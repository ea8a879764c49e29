//! Turn management resources
//!
//! Tracks outstanding move provider requests.

pub mod pending;

// Re-export all public items
pub use pending::*;
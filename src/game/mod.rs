//! Game module - The synchronization and interaction engine
//!
//! # Architecture
//!
//! ```text
//! pointer ─┐
//! socket  ─┼─▶ GameDriver queue ─▶ systems(&mut SessionContext) ─▶ effects
//! provider ┘                                                       │
//!                 surface / transport / provider tasks ◀───────────┘
//! ```
//!
//! - [`types`] - Squares, colors, pieces and moves
//! - [`resources`] - Rules engine adapter and session state
//! - [`systems`] - Coordinator, interaction state machine, inbound dispatch
//! - [`ai`] - Move provider client for the automated opponent
//! - [`driver`] - The event loop

pub mod ai;
pub mod context;
pub mod driver;
pub mod error;
pub mod events;
pub mod resources;
pub mod systems;
pub mod types;

pub use context::SessionContext;
pub use driver::GameDriver;
pub use error::{GameError, GameResult};
pub use events::{Effect, GameEvent, PointerEvent};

..............................

Problem. What do the lines of the material read, from the first through the line with "pub mod types;"? Transcribe them exactly and stop there.

Task result.
repository ea8a879764c49e29
//! Turn management resources
//!
//! Tracks outstanding move provider requests.

pub mod pending;

// Re-export all public items
pub use pending::*;
filename src/game/mod.rs
//! Game module - The synchronization and interaction engine
//!
//! # Architecture
//!
//! ```text
//! pointer ─┐
//! socket  ─┼─▶ GameDriver queue ─▶ systems(&mut SessionContext) ─▶ effects
//! provider ┘                                                       │
//!                 surface / transport / provider tasks ◀───────────┘
//! ```
//!
//! - [`types`] - Squares, colors, pieces and moves
//! - [`resources`] - Rules engine adapter and session state
//! - [`systems`] - Coordinator, interaction state machine, inbound dispatch
//! - [`ai`] - Move provider client for the automated opponent
//! - [`driver`] - The event loop

pub mod ai;
pub mod context;
pub mod driver;
pub mod error;
pub mod events;
pub mod resources;
pub mod systems;
pub mod types;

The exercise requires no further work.